Exercise →
Go over the listing below line by line, and return each one holding the string "Position".

────────────────

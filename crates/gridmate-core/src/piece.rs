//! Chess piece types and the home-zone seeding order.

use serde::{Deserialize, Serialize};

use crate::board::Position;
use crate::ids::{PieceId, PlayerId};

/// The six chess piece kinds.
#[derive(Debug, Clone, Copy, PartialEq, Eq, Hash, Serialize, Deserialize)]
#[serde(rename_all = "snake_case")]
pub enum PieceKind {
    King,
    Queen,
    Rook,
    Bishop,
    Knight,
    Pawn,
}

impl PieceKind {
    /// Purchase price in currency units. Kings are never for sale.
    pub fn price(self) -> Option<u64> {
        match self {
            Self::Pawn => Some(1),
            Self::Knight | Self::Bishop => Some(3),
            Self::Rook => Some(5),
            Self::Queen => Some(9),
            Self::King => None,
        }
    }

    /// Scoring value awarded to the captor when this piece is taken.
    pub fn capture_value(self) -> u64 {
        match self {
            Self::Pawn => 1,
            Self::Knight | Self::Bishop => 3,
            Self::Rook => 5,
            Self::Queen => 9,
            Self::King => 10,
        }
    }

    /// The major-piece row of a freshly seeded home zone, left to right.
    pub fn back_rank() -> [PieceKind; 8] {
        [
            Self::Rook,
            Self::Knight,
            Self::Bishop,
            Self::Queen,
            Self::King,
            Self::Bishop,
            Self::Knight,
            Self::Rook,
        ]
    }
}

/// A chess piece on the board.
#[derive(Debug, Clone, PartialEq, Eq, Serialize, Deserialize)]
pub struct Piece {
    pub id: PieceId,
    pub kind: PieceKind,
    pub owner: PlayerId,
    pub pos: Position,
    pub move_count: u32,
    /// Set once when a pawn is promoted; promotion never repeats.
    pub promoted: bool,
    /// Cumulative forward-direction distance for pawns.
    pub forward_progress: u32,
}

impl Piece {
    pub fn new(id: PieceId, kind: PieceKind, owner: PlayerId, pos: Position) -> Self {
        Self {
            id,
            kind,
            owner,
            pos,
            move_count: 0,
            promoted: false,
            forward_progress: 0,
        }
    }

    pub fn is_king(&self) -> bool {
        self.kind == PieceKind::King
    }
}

────────────────

Expected answer →
use crate::board::Position;
    pub pos: Position,
    pub fn new(id: PieceId, kind: PieceKind, owner: PlayerId, pos: Position) -> Self {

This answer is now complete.